EXERCISE REQUIREMENTS:
The expected output is exactly the lines below, starting at the line with "can draw from." and ending at the line with "pub fn list(&self)", both included; no other line belongs in it.
___ DATASET EXCERPTS
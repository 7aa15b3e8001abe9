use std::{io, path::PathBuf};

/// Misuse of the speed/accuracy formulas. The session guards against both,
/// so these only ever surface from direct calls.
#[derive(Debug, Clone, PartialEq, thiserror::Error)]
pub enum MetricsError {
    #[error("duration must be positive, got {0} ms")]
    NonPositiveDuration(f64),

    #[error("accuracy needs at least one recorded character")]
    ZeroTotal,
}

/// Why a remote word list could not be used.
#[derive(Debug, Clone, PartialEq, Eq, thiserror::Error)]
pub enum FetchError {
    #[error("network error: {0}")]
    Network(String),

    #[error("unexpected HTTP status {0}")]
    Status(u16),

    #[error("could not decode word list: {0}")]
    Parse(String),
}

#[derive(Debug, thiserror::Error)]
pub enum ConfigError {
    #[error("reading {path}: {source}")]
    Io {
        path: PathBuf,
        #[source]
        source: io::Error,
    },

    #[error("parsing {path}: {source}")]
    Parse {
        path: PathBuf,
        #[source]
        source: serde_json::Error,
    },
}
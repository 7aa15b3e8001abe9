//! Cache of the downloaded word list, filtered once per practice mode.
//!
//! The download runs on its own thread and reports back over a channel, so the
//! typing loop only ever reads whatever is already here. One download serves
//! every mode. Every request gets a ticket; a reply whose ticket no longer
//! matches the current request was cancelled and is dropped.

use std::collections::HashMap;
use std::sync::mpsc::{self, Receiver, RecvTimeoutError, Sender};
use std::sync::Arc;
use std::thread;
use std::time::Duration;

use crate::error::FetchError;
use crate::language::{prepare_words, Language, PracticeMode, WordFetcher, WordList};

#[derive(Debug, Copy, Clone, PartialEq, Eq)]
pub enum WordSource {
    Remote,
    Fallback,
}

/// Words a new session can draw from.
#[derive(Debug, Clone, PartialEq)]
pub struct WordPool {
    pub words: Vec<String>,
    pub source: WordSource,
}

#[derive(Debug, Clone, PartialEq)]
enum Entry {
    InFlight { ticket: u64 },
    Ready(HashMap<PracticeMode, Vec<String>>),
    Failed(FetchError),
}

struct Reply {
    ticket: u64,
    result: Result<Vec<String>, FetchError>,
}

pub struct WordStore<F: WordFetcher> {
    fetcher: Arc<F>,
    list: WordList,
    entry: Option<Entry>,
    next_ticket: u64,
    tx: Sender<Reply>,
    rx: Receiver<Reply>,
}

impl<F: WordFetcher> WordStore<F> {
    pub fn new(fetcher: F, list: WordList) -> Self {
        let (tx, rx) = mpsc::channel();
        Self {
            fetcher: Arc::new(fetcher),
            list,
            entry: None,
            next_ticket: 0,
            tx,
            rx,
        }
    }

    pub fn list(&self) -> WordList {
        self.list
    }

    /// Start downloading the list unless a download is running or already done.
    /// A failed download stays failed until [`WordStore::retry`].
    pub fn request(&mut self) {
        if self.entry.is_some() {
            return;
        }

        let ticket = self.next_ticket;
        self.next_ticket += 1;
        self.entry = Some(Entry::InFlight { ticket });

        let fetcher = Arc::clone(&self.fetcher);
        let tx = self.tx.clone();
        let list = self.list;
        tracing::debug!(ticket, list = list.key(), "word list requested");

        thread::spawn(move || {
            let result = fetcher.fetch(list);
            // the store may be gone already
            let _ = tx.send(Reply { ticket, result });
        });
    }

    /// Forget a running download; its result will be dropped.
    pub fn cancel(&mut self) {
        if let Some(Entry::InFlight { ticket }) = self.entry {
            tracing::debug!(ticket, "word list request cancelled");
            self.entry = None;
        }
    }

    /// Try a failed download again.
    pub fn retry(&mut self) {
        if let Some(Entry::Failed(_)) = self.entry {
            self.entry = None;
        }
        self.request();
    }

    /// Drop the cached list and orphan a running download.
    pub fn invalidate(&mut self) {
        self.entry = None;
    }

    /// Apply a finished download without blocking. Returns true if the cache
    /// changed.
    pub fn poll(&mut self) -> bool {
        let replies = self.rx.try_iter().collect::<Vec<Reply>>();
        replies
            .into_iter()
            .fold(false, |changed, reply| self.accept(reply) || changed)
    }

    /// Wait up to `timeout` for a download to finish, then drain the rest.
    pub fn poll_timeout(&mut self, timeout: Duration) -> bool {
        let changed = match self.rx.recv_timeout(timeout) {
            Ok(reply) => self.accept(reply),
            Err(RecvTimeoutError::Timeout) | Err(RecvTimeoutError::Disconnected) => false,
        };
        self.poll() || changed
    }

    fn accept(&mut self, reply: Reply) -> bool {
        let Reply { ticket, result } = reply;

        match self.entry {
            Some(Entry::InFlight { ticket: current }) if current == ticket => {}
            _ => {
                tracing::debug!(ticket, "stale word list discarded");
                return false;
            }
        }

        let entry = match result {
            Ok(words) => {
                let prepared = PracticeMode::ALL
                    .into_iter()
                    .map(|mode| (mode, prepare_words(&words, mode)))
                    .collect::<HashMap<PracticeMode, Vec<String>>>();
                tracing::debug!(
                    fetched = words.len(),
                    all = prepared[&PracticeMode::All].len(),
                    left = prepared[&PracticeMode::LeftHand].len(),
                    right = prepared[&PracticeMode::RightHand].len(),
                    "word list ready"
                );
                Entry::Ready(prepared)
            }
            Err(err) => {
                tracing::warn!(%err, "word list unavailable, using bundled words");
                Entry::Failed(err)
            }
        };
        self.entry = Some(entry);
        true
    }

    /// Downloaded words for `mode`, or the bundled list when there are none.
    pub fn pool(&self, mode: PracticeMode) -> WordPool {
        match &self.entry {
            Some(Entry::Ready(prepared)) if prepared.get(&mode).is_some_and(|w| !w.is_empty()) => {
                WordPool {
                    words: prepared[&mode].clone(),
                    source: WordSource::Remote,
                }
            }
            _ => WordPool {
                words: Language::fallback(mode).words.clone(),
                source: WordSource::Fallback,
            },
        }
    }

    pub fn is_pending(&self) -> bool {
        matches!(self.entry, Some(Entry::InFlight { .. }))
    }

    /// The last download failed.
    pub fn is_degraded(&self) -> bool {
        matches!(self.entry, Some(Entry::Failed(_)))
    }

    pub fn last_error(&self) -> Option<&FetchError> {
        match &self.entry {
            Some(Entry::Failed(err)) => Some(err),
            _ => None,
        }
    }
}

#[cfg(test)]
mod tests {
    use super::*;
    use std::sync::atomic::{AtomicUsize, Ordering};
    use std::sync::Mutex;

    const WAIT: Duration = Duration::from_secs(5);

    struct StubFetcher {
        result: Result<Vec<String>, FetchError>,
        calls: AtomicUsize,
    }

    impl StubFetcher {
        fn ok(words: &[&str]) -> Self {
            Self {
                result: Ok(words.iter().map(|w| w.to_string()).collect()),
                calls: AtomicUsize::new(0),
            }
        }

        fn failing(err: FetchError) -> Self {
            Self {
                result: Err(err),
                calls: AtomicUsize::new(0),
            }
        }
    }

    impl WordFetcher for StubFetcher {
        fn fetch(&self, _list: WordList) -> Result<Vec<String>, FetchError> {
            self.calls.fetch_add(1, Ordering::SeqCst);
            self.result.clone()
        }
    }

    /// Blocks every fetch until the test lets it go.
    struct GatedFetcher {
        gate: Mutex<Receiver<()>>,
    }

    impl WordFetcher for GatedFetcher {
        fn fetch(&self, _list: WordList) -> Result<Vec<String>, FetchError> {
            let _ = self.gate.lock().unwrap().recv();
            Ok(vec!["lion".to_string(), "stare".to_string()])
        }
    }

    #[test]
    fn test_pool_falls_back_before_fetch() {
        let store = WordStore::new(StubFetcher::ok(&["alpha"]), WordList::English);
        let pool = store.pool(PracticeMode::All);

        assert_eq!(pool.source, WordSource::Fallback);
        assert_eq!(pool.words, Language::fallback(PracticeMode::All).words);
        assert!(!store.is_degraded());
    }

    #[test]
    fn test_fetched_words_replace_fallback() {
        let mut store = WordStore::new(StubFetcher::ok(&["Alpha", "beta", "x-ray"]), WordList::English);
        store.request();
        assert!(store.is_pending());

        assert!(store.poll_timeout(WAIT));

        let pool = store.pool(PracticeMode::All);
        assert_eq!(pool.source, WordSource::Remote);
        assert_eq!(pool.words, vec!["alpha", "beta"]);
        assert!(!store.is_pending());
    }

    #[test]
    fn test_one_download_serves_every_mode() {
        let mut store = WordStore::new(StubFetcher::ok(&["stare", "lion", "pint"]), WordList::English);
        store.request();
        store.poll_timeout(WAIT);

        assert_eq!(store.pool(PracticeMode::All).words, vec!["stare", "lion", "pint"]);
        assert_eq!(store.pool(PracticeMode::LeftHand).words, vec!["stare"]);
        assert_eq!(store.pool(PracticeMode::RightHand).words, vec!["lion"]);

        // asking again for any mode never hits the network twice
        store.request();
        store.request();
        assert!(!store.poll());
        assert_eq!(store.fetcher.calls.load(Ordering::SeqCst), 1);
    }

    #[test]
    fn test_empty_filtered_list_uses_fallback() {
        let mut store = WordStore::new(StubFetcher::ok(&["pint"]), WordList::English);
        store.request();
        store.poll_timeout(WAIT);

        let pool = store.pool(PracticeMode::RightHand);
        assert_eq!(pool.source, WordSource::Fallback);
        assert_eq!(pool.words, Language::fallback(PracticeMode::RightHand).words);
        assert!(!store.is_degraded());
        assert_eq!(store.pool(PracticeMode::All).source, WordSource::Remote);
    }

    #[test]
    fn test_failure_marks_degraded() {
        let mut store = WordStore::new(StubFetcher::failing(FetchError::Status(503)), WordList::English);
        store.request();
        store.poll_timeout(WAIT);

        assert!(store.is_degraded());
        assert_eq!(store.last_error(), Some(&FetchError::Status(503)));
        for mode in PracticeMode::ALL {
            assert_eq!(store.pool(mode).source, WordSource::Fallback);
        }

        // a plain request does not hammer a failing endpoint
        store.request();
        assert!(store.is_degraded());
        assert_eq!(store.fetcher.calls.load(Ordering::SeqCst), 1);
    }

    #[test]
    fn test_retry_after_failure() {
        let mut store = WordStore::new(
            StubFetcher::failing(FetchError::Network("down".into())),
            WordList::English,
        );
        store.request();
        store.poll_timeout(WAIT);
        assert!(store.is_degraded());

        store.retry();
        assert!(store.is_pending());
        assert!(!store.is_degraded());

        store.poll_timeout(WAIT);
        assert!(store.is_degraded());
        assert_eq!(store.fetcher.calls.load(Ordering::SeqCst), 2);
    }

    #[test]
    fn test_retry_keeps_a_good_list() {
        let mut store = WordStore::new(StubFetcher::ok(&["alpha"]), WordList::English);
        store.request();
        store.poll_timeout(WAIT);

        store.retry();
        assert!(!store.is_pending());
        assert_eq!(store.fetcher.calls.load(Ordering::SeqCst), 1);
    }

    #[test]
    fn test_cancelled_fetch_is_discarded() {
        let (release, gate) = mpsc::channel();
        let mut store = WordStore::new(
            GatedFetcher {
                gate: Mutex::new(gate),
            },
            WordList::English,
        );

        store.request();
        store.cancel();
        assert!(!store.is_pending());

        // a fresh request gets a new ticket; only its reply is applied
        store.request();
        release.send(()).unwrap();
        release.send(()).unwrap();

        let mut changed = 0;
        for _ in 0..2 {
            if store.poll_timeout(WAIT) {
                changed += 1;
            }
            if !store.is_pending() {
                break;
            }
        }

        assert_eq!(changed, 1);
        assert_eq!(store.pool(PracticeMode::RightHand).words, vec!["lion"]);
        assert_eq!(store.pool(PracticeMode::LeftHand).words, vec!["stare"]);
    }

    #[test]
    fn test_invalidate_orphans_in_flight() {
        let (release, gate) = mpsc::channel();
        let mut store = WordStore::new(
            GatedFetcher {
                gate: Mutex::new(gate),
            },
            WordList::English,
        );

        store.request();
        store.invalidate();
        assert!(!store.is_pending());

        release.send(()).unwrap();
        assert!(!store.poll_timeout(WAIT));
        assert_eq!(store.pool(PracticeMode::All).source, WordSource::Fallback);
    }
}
______
___ DATASET EXCERPTS
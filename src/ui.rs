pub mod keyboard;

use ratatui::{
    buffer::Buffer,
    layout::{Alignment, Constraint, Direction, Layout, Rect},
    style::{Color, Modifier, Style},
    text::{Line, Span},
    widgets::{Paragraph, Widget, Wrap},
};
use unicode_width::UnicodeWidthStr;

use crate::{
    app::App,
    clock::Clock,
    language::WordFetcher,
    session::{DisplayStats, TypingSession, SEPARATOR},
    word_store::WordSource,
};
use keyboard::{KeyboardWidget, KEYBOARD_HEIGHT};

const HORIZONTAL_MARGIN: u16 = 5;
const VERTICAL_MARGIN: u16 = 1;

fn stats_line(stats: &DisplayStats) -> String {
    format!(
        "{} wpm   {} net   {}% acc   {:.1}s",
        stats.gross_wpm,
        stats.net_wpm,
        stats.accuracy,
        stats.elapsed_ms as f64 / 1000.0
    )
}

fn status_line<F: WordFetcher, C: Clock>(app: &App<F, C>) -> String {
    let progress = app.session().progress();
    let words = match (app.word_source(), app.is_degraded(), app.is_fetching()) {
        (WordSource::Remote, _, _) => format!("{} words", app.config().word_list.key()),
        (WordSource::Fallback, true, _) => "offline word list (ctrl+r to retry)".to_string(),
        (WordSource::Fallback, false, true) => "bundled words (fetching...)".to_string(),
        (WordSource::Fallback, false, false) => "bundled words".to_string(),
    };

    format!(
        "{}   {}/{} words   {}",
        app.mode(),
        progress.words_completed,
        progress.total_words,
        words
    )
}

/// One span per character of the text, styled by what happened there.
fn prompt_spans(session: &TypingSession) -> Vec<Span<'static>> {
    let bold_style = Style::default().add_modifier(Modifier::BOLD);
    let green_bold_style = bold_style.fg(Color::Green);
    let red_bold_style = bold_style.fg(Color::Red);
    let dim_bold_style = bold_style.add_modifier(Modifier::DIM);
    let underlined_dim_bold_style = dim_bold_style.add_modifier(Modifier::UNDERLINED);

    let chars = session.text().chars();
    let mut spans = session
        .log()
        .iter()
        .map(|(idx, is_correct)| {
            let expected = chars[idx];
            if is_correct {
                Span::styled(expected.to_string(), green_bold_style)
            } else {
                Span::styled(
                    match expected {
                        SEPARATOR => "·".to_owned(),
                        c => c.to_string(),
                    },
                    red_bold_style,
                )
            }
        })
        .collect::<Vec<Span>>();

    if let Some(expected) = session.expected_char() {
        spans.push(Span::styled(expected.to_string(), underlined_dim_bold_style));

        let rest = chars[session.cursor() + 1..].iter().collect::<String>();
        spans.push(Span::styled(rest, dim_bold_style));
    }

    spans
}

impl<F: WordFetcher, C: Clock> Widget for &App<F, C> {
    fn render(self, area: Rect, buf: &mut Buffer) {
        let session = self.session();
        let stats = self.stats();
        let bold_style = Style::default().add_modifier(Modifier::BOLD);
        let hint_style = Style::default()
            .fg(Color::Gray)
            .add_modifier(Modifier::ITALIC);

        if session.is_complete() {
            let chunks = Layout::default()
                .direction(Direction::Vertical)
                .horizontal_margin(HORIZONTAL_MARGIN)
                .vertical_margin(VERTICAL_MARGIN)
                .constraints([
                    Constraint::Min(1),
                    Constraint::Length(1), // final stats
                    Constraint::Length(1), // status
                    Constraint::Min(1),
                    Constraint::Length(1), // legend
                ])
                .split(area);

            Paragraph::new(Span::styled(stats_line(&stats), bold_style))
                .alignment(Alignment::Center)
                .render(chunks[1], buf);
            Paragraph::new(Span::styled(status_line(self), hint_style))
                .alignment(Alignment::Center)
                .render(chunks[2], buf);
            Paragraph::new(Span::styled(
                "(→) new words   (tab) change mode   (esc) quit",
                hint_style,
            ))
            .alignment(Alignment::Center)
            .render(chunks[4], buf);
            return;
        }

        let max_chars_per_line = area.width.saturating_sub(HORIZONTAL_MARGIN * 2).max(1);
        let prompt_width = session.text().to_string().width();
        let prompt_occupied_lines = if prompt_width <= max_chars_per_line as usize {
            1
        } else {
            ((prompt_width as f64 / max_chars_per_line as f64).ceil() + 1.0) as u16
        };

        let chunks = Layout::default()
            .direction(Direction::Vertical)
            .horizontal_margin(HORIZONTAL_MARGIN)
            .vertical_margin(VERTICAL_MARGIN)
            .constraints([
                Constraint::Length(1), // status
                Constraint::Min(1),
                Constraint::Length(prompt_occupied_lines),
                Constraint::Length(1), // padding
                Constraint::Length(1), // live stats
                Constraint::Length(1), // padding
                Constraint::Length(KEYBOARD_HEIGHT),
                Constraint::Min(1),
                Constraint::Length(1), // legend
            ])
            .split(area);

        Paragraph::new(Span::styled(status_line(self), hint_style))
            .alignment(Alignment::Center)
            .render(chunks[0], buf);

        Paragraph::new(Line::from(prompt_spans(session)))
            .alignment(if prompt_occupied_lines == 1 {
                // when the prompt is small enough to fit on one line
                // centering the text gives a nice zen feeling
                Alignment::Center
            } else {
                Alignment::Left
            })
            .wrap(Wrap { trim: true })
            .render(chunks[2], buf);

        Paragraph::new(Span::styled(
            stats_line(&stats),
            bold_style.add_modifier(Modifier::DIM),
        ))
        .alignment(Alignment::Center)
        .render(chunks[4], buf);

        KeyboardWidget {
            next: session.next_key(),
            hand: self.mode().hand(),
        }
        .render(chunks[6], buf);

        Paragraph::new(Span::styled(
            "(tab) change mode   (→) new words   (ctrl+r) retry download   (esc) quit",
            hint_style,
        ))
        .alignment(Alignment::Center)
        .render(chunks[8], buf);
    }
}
______
PROBLEM SOLUTION:
/// Words a new session can draw from.
#[derive(Debug, Clone, PartialEq)]
pub struct WordPool {
    pub words: Vec<String>,
    pub source: WordSource,
}

#[derive(Debug, Clone, PartialEq)]
enum Entry {
    InFlight { ticket: u64 },
    Ready(HashMap<PracticeMode, Vec<String>>),
    Failed(FetchError),
}

struct Reply {
    ticket: u64,
    result: Result<Vec<String>, FetchError>,
}

pub struct WordStore<F: WordFetcher> {
    fetcher: Arc<F>,
    list: WordList,
    entry: Option<Entry>,
    next_ticket: u64,
    tx: Sender<Reply>,
    rx: Receiver<Reply>,
}

impl<F: WordFetcher> WordStore<F> {
    pub fn new(fetcher: F, list: WordList) -> Self {
        let (tx, rx) = mpsc::channel();
        Self {
            fetcher: Arc::new(fetcher),
            list,
            entry: None,
            next_ticket: 0,
            tx,
            rx,
        }
    }

    pub fn list(&self) -> WordList {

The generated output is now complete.